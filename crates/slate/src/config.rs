// SPDX-License-Identifier: AGPL-3.0-only
// Copyright (C) 2024 Jonathan Lee
// This program is free software: you can redistribute it and/or modify
// it under the terms of the GNU Affero General Public License version 3
// as published by the Free Software Foundation.
// This program is distributed in the hope that it will be useful,
// but WITHOUT ANY WARRANTY; without even the implied warranty of
// MERCHANTABILITY or FITNESS FOR A PARTICULAR PURPOSE.
// See the GNU Affero General Public License for more details.
// You should have received a copy of the GNU Affero General Public License
// along with this program. If not, see https://www.gnu.org/licenses/.

use serde::Deserialize;
use std::path::{Path, PathBuf};
use thiserror::Error;
use tracing::info;

#[derive(Debug, Error)]
pub enum ConfigError {
    #[error("Failed to read configuration file {0}: {1}")]
    Io(String, std::io::Error),

    #[error("Failed to parse configuration: {0}")]
    Parse(#[from] toml::de::Error),
}

#[derive(Debug, Clone, Deserialize)]
#[serde(default)]
pub struct ProviderConfig {
    pub base_url: String,
    pub model: String,
    pub embedding_model: String,
    pub use_embeddings: bool,
    pub timeout_seconds: u64,
    pub max_retries: u32,
}

impl Default for ProviderConfig {
    fn default() -> Self {
        Self {
            base_url: "http://localhost:11434".to_string(),
            model: "llama3.1:8b".to_string(),
            embedding_model: "nomic-embed-text".to_string(),
            use_embeddings: true,
            timeout_seconds: 120,
            max_retries: 3,
        }
    }
}

#[derive(Debug, Clone, Deserialize)]
#[serde(default)]
pub struct DatasetConfig {
    pub data_path: PathBuf,
    pub schema_path: PathBuf,
    pub table_name: String,
    pub key_column: String,
    pub default_columns: Vec<String>,
}

impl Default for DatasetConfig {
    fn default() -> Self {
        Self {
            data_path: PathBuf::from("dataset/patient_data.csv"),
            schema_path: PathBuf::from("dataset/patient_data_description.csv"),
            table_name: "patient_data".to_string(),
            key_column: "Anonymous_Uid".to_string(),
            default_columns: vec![
                "Anonymous_Uid".to_string(),
                "Drugname".to_string(),
                "DiagnosisName".to_string(),
            ],
        }
    }
}

#[derive(Debug, Clone, Deserialize)]
#[serde(default)]
pub struct ServerConfig {
    pub bind_addr: String,
}

impl Default for ServerConfig {
    fn default() -> Self {
        Self {
            bind_addr: "127.0.0.1:8000".to_string(),
        }
    }
}

#[derive(Debug, Clone, Default, Deserialize)]
#[serde(default)]
pub struct SlateConfig {
    pub provider: ProviderConfig,
    pub dataset: DatasetConfig,
    pub server: ServerConfig,
}

impl SlateConfig {
    pub fn load(path: Option<&Path>) -> Result<Self, ConfigError> {
        let mut config = match path {
            Some(path) if path.exists() => {
                let content = std::fs::read_to_string(path)
                    .map_err(|e| ConfigError::Io(path.display().to_string(), e))?;
                info!(path = %path.display(), "Configuration loaded");
                toml::from_str(&content)?
            }
            _ => Self::default(),
        };
        config.apply_env_overrides();
        Ok(config)
    }

    fn apply_env_overrides(&mut self) {
        if let Ok(base_url) = std::env::var("SLATE_OLLAMA_BASE_URL") {
            self.provider.base_url = base_url;
        }
        if let Ok(model) = std::env::var("SLATE_MODEL") {
            self.provider.model = model;
        }
        if let Ok(model) = std::env::var("SLATE_EMBEDDING_MODEL") {
            self.provider.embedding_model = model;
        }
        if let Ok(timeout) = std::env::var("SLATE_TIMEOUT_SECONDS") {
            if let Ok(seconds) = timeout.parse() {
                self.provider.timeout_seconds = seconds;
            }
        }
        if let Ok(data_path) = std::env::var("SLATE_DATA_PATH") {
            self.dataset.data_path = PathBuf::from(data_path);
        }
        if let Ok(schema_path) = std::env::var("SLATE_SCHEMA_PATH") {
            self.dataset.schema_path = PathBuf::from(schema_path);
        }
        if let Ok(bind_addr) = std::env::var("SLATE_BIND_ADDR") {
            self.server.bind_addr = bind_addr;
        }
    }
}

EXERCISE INSTRUCTIONS: The records above are to be restated word for word.

SOLUTION:
filename crates/slate/src/config.rs
// SPDX-License-Identifier: AGPL-3.0-only
// Copyright (C) 2024 Jonathan Lee
// This program is free software: you can redistribute it and/or modify
// it under the terms of the GNU Affero General Public License version 3
// as published by the Free Software Foundation.
// This program is distributed in the hope that it will be useful,
// but WITHOUT ANY WARRANTY; without even the implied warranty of
// MERCHANTABILITY or FITNESS FOR A PARTICULAR PURPOSE.
// See the GNU Affero General Public License for more details.
// You should have received a copy of the GNU Affero General Public License
// along with this program. If not, see https://www.gnu.org/licenses/.

use serde::Deserialize;
use std::path::{Path, PathBuf};
use thiserror::Error;
use tracing::info;

#[derive(Debug, Error)]
pub enum ConfigError {
    #[error("Failed to read configuration file {0}: {1}")]
    Io(String, std::io::Error),

    #[error("Failed to parse configuration: {0}")]
    Parse(#[from] toml::de::Error),
}

#[derive(Debug, Clone, Deserialize)]
#[serde(default)]
pub struct ProviderConfig {
    pub base_url: String,
    pub model: String,
    pub embedding_model: String,
    pub use_embeddings: bool,
    pub timeout_seconds: u64,
    pub max_retries: u32,
}

impl Default for ProviderConfig {
    fn default() -> Self {
        Self {
            base_url: "http://localhost:11434".to_string(),
            model: "llama3.1:8b".to_string(),
            embedding_model: "nomic-embed-text".to_string(),
            use_embeddings: true,
            timeout_seconds: 120,
            max_retries: 3,
        }
    }
}

#[derive(Debug, Clone, Deserialize)]
#[serde(default)]
pub struct DatasetConfig {
    pub data_path: PathBuf,
    pub schema_path: PathBuf,
    pub table_name: String,
    pub key_column: String,
    pub default_columns: Vec<String>,
}

impl Default for DatasetConfig {
    fn default() -> Self {
        Self {
            data_path: PathBuf::from("dataset/patient_data.csv"),
            schema_path: PathBuf::from("dataset/patient_data_description.csv"),
            table_name: "patient_data".to_string(),
            key_column: "Anonymous_Uid".to_string(),
            default_columns: vec![
                "Anonymous_Uid".to_string(),
                "Drugname".to_string(),
                "DiagnosisName".to_string(),
            ],
        }
    }
}

#[derive(Debug, Clone, Deserialize)]
#[serde(default)]
pub struct ServerConfig {
    pub bind_addr: String,
}

impl Default for ServerConfig {
    fn default() -> Self {
        Self {
            bind_addr: "127.0.0.1:8000".to_string(),
        }
    }
}

#[derive(Debug, Clone, Default, Deserialize)]
#[serde(default)]
pub struct SlateConfig {
    pub provider: ProviderConfig,
    pub dataset: DatasetConfig,
    pub server: ServerConfig,
}

impl SlateConfig {
    pub fn load(path: Option<&Path>) -> Result<Self, ConfigError> {
        let mut config = match path {
            Some(path) if path.exists() => {
                let content = std::fs::read_to_string(path)
                    .map_err(|e| ConfigError::Io(path.display().to_string(), e))?;
                info!(path = %path.display(), "Configuration loaded");
                toml::from_str(&content)?
            }
            _ => Self::default(),
        };
        config.apply_env_overrides();
        Ok(config)
    }

    fn apply_env_overrides(&mut self) {
        if let Ok(base_url) = std::env::var("SLATE_OLLAMA_BASE_URL") {
            self.provider.base_url = base_url;
        }
        if let Ok(model) = std::env::var("SLATE_MODEL") {
            self.provider.model = model;
        }
        if let Ok(model) = std::env::var("SLATE_EMBEDDING_MODEL") {
            self.provider.embedding_model = model;
        }
        if let Ok(timeout) = std::env::var("SLATE_TIMEOUT_SECONDS") {
            if let Ok(seconds) = timeout.parse() {
                self.provider.timeout_seconds = seconds;
            }
        }
        if let Ok(data_path) = std::env::var("SLATE_DATA_PATH") {
            self.dataset.data_path = PathBuf::from(data_path);
        }
        if let Ok(schema_path) = std::env::var("SLATE_SCHEMA_PATH") {
            self.dataset.schema_path = PathBuf::from(schema_path);
        }
        if let Ok(bind_addr) = std::env::var("SLATE_BIND_ADDR") {
            self.server.bind_addr = bind_addr;
        }
    }
}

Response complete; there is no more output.